Indeed, critical GIS can be understood as a tool to support social transformation by producing not only new cartographies but also new possibilities for change, taking into account the needs of the weaker, marginalized, or discriminated social classes [72]. Thus, a GIS can become a tool for analyzing spatial values, visualizing and proposing ‘new spatialities’ [73] in order to build fairer and more equitable cities, and reducing spatial inequalities within cities [74].
The use of a GIS in this research moves it in an important direction, with the development of indices and indicators based on the SDGs of the 2030 Agenda verifying the feasibility of these tools on a territorial level for the support of strategic environmental assessments, and therefore, stakeholder participation. These indices make the issues of the society of peri-urban territories spatially explicit. In addition, they attempt to overcome the growing criticality of aquiring data through replicable procedures. The choice of indicators or indices is based on adaptations of measures proposed in the national monitoring of ISTAT, which largely uses indices equivalent to the global indicators of the 2030 Agenda. The adaptations that were necessary in this experiment are justified by the place-based approach that the 2030 Agenda, by its very nature, cannot consider except in terms of compensation or trade-offs on indicators that are worse than the status quo, enabling collective use with a social value of open space and proximity as an opportunity for alternative economic development. Proximity and the local characteristics are certainly in the focus of contemporary urban design, but they also need to be reworked in the evaluation processes.
In the economic dimension, the services provided by agroforestry economies, which the 2030 Agenda deals with in terms of utilized agricultural area, are integrated and the concrete case of the economies of green spaces is evaluated.
In the environmental dimension, the woodiness coefficient can be associated with regulating ecosystem services (CO2 sequestration, air purification, protection against erosion or hydrogeological disruptions, and increase in habitats for biodiversity) or with indicators of ecological value used in the green infrastructure of spatial policies. It, therefore, represents a synthetic indicator capable of fulfilling several functions.
In the social dimension, the 2030 Agenda does not take into account the civic use of public property. It is not possible to imagine a sustainable development that does not consider instances of regeneration from below, even if only with a view to saving public expenditure. Even unintentional practices of a collaborative type, aimed at objectives of general interest that go beyond even the most directly involved subjects and transcend a logic of a proprietary type [63], persist in the territories, with different and unqualified purposes, resulting in a shared project based on new ways of planning and managing regeneration processes from a quantitative point of view. These instances of a social character need to be studied within the evaluation and planning processes to make them transparent within the community in order to bring out the social aims of bottom-up processes.

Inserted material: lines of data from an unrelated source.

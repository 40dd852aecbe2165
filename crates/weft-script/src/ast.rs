//! Expression and statement trees.
//!
//! Definitions arrive as JSON objects discriminated by a `type` field. They
//! are parsed once into these enums; evaluation then matches exhaustively
//! instead of dispatching on strings. Unrecognized `type` values parse into
//! the `Unknown` variants so the interpreter can decide, per its options,
//! whether they are an error or a silent `undefined`.
//!
//! A bare JSON scalar where an expression is expected (`5`, `"text"`,
//! `"$ref:local.x"`) parses as [`Expression::Value`] and goes through the
//! reference resolver when evaluated.

use std::collections::BTreeMap;

use serde::de::{self, Deserializer};
use serde::{Deserialize, Serialize};
use serde_json::Value;

use crate::reference::REF_PREFIX;

const EXPRESSION_KINDS: &[&str] = &[
  "string_literal",
  "number_literal",
  "boolean_literal",
  "null_literal",
  "template_literal",
  "binary_expression",
  "logical_expression",
  "unary_expression",
  "conditional_expression",
  "member_access",
  "call_expression",
  "object_literal",
  "array_literal",
];

const STATEMENT_KINDS: &[&str] = &[
  "const_declaration",
  "let_declaration",
  "assignment",
  "if_statement",
  "return",
  "try_catch",
  "call_expression",
  "for_each_loop",
  "comment",
];

#[derive(Debug, Clone, Copy, PartialEq, Eq, Serialize, Deserialize)]
pub enum BinaryOp {
  #[serde(rename = "+")]
  Add,
  #[serde(rename = "-")]
  Sub,
  #[serde(rename = "*")]
  Mul,
  #[serde(rename = "/")]
  Div,
  #[serde(rename = "%")]
  Rem,
  #[serde(rename = "===", alias = "==")]
  Eq,
  #[serde(rename = "!==", alias = "!=")]
  NotEq,
  #[serde(rename = "<")]
  Lt,
  #[serde(rename = ">")]
  Gt,
  #[serde(rename = "<=")]
  LtEq,
  #[serde(rename = ">=")]
  GtEq,
}

#[derive(Debug, Clone, Copy, PartialEq, Eq, Serialize, Deserialize)]
pub enum LogicalOp {
  #[serde(rename = "&&", alias = "and")]
  And,
  #[serde(rename = "||", alias = "or")]
  Or,
  #[serde(rename = "??")]
  Coalesce,
}

#[derive(Debug, Clone, Copy, PartialEq, Eq, Serialize, Deserialize)]
pub enum UnaryOp {
  #[serde(rename = "!", alias = "not")]
  Not,
  #[serde(rename = "-")]
  Neg,
  #[serde(rename = "+")]
  Plus,
  #[serde(rename = "~")]
  BitNot,
  #[serde(rename = "typeof")]
  TypeOf,
}

/// Property selector of a member access.
#[derive(Debug, Clone, PartialEq)]
pub enum Property {
  /// `object.name`
  Named(String),
  /// `object[expr]`
  Computed(Box<Expression>),
}

#[derive(Debug, Clone, PartialEq)]
pub enum Expression {
  /// Bare JSON value; `"$ref:"` strings are resolved at evaluation time.
  Value(Value),
  StringLiteral(String),
  NumberLiteral(serde_json::Number),
  BooleanLiteral(bool),
  NullLiteral,
  /// Text with `${name}` placeholders looked up in local variables.
  Template(String),
  Binary {
    op: BinaryOp,
    left: Box<Expression>,
    right: Box<Expression>,
  },
  Logical {
    op: LogicalOp,
    left: Box<Expression>,
    right: Box<Expression>,
  },
  Unary {
    op: UnaryOp,
    argument: Box<Expression>,
  },
  Conditional {
    test: Box<Expression>,
    consequent: Box<Expression>,
    alternate: Box<Expression>,
  },
  Member {
    object: Box<Expression>,
    property: Property,
  },
  /// Call of a bound native function; `callee` is a reference string such
  /// as `"$ref:functions.string.upper"`.
  Call {
    callee: String,
    args: Vec<Expression>,
  },
  Object(BTreeMap<String, Expression>),
  Array(Vec<Expression>),
  Unknown {
    kind: String,
  },
}

#[derive(Debug, Clone, Copy, PartialEq, Eq)]
pub enum DeclarationKind {
  Const,
  Let,
}

/// Where an assignment writes.
#[derive(Debug, Clone, PartialEq, Eq)]
pub enum AssignTarget {
  Local(String),
  Param(String),
  /// A reference target outside the writable namespaces. Assigning to it
  /// has no effect.
  Unsupported(String),
}

#[derive(Debug, Clone, PartialEq)]
pub struct CatchClause {
  pub param: String,
  pub body: Vec<Statement>,
}

#[derive(Debug, Clone, PartialEq)]
pub enum Statement {
  Declaration {
    kind: DeclarationKind,
    name: String,
    value: Option<Expression>,
  },
  Assignment {
    target: AssignTarget,
    value: Option<Expression>,
  },
  If {
    condition: Expression,
    then: Vec<Statement>,
    otherwise: Vec<Statement>,
  },
  Return {
    value: Option<Expression>,
  },
  TryCatch {
    body: Vec<Statement>,
    catch: Option<CatchClause>,
    finally: Vec<Statement>,
  },
  /// A call evaluated for its side effects only.
  Call(Expression),
  ForEach {
    iterator: String,
    iterable: Expression,
    body: Vec<Statement>,
  },
  Comment,
  Unknown {
    kind: String,
  },
}

impl Expression {
  /// Parse an expression from a JSON definition.
  pub fn from_value(value: Value) -> Result<Self, serde_json::Error> {
    let kind = match &value {
      Value::Object(map) => match map.get("type").and_then(Value::as_str) {
        Some(kind) => kind.to_string(),
        None => {
          return Ok(Self::Unknown {
            kind: String::new(),
          });
        }
      },
      _ => return Ok(Self::Value(value)),
    };

    if !EXPRESSION_KINDS.contains(&kind.as_str()) {
      return Ok(Self::Unknown { kind });
    }

    let raw: RawExpression = serde_json::from_value(value)?;
    raw.into_expression()
  }

  /// A reference expression, e.g. `Expression::reference("local.x")`.
  pub fn reference(path: &str) -> Self {
    Self::Value(Value::String(format!("{}{}", REF_PREFIX, path)))
  }
}

impl<'de> Deserialize<'de> for Expression {
  fn deserialize<D: Deserializer<'de>>(deserializer: D) -> Result<Self, D::Error> {
    let value = Value::deserialize(deserializer)?;
    Expression::from_value(value).map_err(de::Error::custom)
  }
}

impl Statement {
  /// Parse a statement from a JSON definition.
  pub fn from_value(value: Value) -> Result<Self, serde_json::Error> {
    let kind = value
      .get("type")
      .and_then(Value::as_str)
      .unwrap_or_default()
      .to_string();

    if !STATEMENT_KINDS.contains(&kind.as_str()) {
      return Ok(Self::Unknown { kind });
    }

    let raw: RawStatement = serde_json::from_value(value)?;
    Ok(raw.into_statement())
  }
}

impl<'de> Deserialize<'de> for Statement {
  fn deserialize<D: Deserializer<'de>>(deserializer: D) -> Result<Self, D::Error> {
    let value = Value::deserialize(deserializer)?;
    Statement::from_value(value).map_err(de::Error::custom)
  }
}

impl AssignTarget {
  fn parse(target: &str) -> Self {
    let Some(path) = target.strip_prefix(REF_PREFIX) else {
      return Self::Local(target.to_string());
    };
    match path.split_once('.') {
      Some(("local" | "local_vars", name)) if !name.contains('.') => Self::Local(name.to_string()),
      Some(("params", name)) if !name.contains('.') => Self::Param(name.to_string()),
      _ => Self::Unsupported(target.to_string()),
    }
  }
}

#[derive(Deserialize)]
#[serde(tag = "type", rename_all = "snake_case")]
enum RawExpression {
  StringLiteral {
    value: String,
  },
  NumberLiteral {
    value: serde_json::Number,
  },
  BooleanLiteral {
    value: bool,
  },
  NullLiteral {},
  TemplateLiteral {
    template: String,
  },
  BinaryExpression {
    operator: BinaryOp,
    left: Box<Expression>,
    right: Box<Expression>,
  },
  LogicalExpression {
    operator: LogicalOp,
    left: Box<Expression>,
    right: Box<Expression>,
  },
  UnaryExpression {
    operator: UnaryOp,
    argument: Box<Expression>,
  },
  ConditionalExpression {
    test: Box<Expression>,
    consequent: Box<Expression>,
    alternate: Box<Expression>,
  },
  MemberAccess {
    object: Box<Expression>,
    property: Value,
    #[serde(default)]
    computed: bool,
  },
  CallExpression {
    callee: String,
    #[serde(default)]
    args: Vec<Expression>,
  },
  ObjectLiteral {
    #[serde(default)]
    properties: BTreeMap<String, Expression>,
  },
  ArrayLiteral {
    #[serde(default)]
    elements: Vec<Expression>,
  },
}

impl RawExpression {
  fn into_expression(self) -> Result<Expression, serde_json::Error> {
    Ok(match self {
      Self::StringLiteral { value } => Expression::StringLiteral(value),
      Self::NumberLiteral { value } => Expression::NumberLiteral(value),
      Self::BooleanLiteral { value } => Expression::BooleanLiteral(value),
      Self::NullLiteral {} => Expression::NullLiteral,
      Self::TemplateLiteral { template } => Expression::Template(template),
      Self::BinaryExpression {
        operator,
        left,
        right,
      } => Expression::Binary {
        op: operator,
        left,
        right,
      },
      Self::LogicalExpression {
        operator,
        left,
        right,
      } => Expression::Logical {
        op: operator,
        left,
        right,
      },
      Self::UnaryExpression { operator, argument } => Expression::Unary {
        op: operator,
        argument,
      },
      Self::ConditionalExpression {
        test,
        consequent,
        alternate,
      } => Expression::Conditional {
        test,
        consequent,
        alternate,
      },
      Self::MemberAccess {
        object,
        property,
        computed,
      } => {
        let property = if computed {
          Property::Computed(Box::new(Expression::from_value(property)?))
        } else {
          match property {
            Value::String(name) => Property::Named(name),
            other => Property::Named(other.to_string()),
          }
        };
        Expression::Member { object, property }
      }
      Self::CallExpression { callee, args } => Expression::Call { callee, args },
      Self::ObjectLiteral { properties } => Expression::Object(properties),
      Self::ArrayLiteral { elements } => Expression::Array(elements),
    })
  }
}

/// Deserialize a field that is present in the definition, keeping an
/// explicit `null` as a null expression rather than `None`.
pub(crate) fn present<'de, D: Deserializer<'de>>(
  deserializer: D,
) -> Result<Option<Expression>, D::Error> {
  Expression::deserialize(deserializer).map(Some)
}

#[derive(Deserialize)]
struct RawCatch {
  #[serde(default)]
  param: Option<String>,
  #[serde(default)]
  body: Vec<Statement>,
}

#[derive(Deserialize)]
#[serde(tag = "type", rename_all = "snake_case")]
enum RawStatement {
  ConstDeclaration {
    name: String,
    #[serde(default, deserialize_with = "present")]
    value: Option<Expression>,
  },
  LetDeclaration {
    name: String,
    #[serde(default, deserialize_with = "present")]
    value: Option<Expression>,
  },
  Assignment {
    target: String,
    #[serde(default, deserialize_with = "present")]
    value: Option<Expression>,
  },
  IfStatement {
    condition: Expression,
    #[serde(default)]
    then: Vec<Statement>,
    #[serde(default, rename = "else")]
    otherwise: Vec<Statement>,
  },
  Return {
    #[serde(default, deserialize_with = "present")]
    value: Option<Expression>,
  },
  TryCatch {
    #[serde(default, rename = "try")]
    body: Vec<Statement>,
    #[serde(default)]
    catch: Option<RawCatch>,
    #[serde(default)]
    finally: Vec<Statement>,
  },
  CallExpression {
    callee: String,
    #[serde(default)]
    args: Vec<Expression>,
  },
  ForEachLoop {
    iterator: String,
    iterable: Expression,
    #[serde(default)]
    body: Vec<Statement>,
  },
  Comment {},
}

impl RawStatement {
  fn into_statement(self) -> Statement {
    match self {
      Self::ConstDeclaration { name, value } => Statement::Declaration {
        kind: DeclarationKind::Const,
        name,
        value,
      },
      Self::LetDeclaration { name, value } => Statement::Declaration {
        kind: DeclarationKind::Let,
        name,
        value,
      },
      Self::Assignment { target, value } => Statement::Assignment {
        target: AssignTarget::parse(&target),
        value,
      },
      Self::IfStatement {
        condition,
        then,
        otherwise,
      } => Statement::If {
        condition,
        then,
        otherwise,
      },
      Self::Return { value } => Statement::Return { value },
      Self::TryCatch {
        body,
        catch,
        finally,
      } => Statement::TryCatch {
        body,
        catch: catch.map(|c| CatchClause {
          param: c.param.unwrap_or_else(|| "err".to_string()),
          body: c.body,
        }),
        finally,
      },
      Self::CallExpression { callee, args } => Statement::Call(Expression::Call { callee, args }),
      Self::ForEachLoop {
        iterator,
        iterable,
        body,
      } => Statement::ForEach {
        iterator,
        iterable,
        body,
      },
      Self::Comment {} => Statement::Comment,
    }
  }
}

Furthermore, given the in-depth scale of the experimentation, it was deemed necessary to adapt the sustainable mobility index to the spatial context, evaluating the actual devices capable of fostering sustainable mobility for all social groups, as a form of spatial justice.
The territorialized model makes it possible both to explicate a physical dimension of the transformations and to highlight the new economic, social and environmental relationships between urban and peri-urban contexts. Moreover, a parallelism with the broad scientific literature of ecosystem services is possible [75]. Indeed, the three dimensions can represent ‘regulating services’ for the environmental dimension, ‘provisioning services’ for the economic dimension, and ‘cultural services’ for the social dimension [76].
This evaluation model is developed to associate spatial values that peri-urban areas are capable of expressing even at a potential level. The nonachievement of ideal sustainability is due to two conditions. The first shows that the peri-urban space is used for value expropriation purposes (e.g., to reiterate an urban development that is no longer sustainable, as in the case of private residences that are, however, necessary for the financing of the URP project) and for the creation of ‘social mixing’. The second issue concerns the state of the place. In fact, by its nature, the peri-urban space is made up of extensive infrastructures and settlements for which planning tools can imagine restraining or compensatory measures but are not able to cancel their impacts.

Author Contributions

Conceptualization, E.F. and P.D.T.; methodology, N.F. and E.F.; software, N.F.; validation, N.F., E.F. and P.D.T.; formal analysis, N.F. and P.D.T.; investigation, N.F. and E.F.; data curation, N.F.; writing—original draft preparation, E.F. and N.F.; writing—review and editing, P.D.T. All authors have read and agreed to the published version of the manuscript.

Funding

This research received no external funding.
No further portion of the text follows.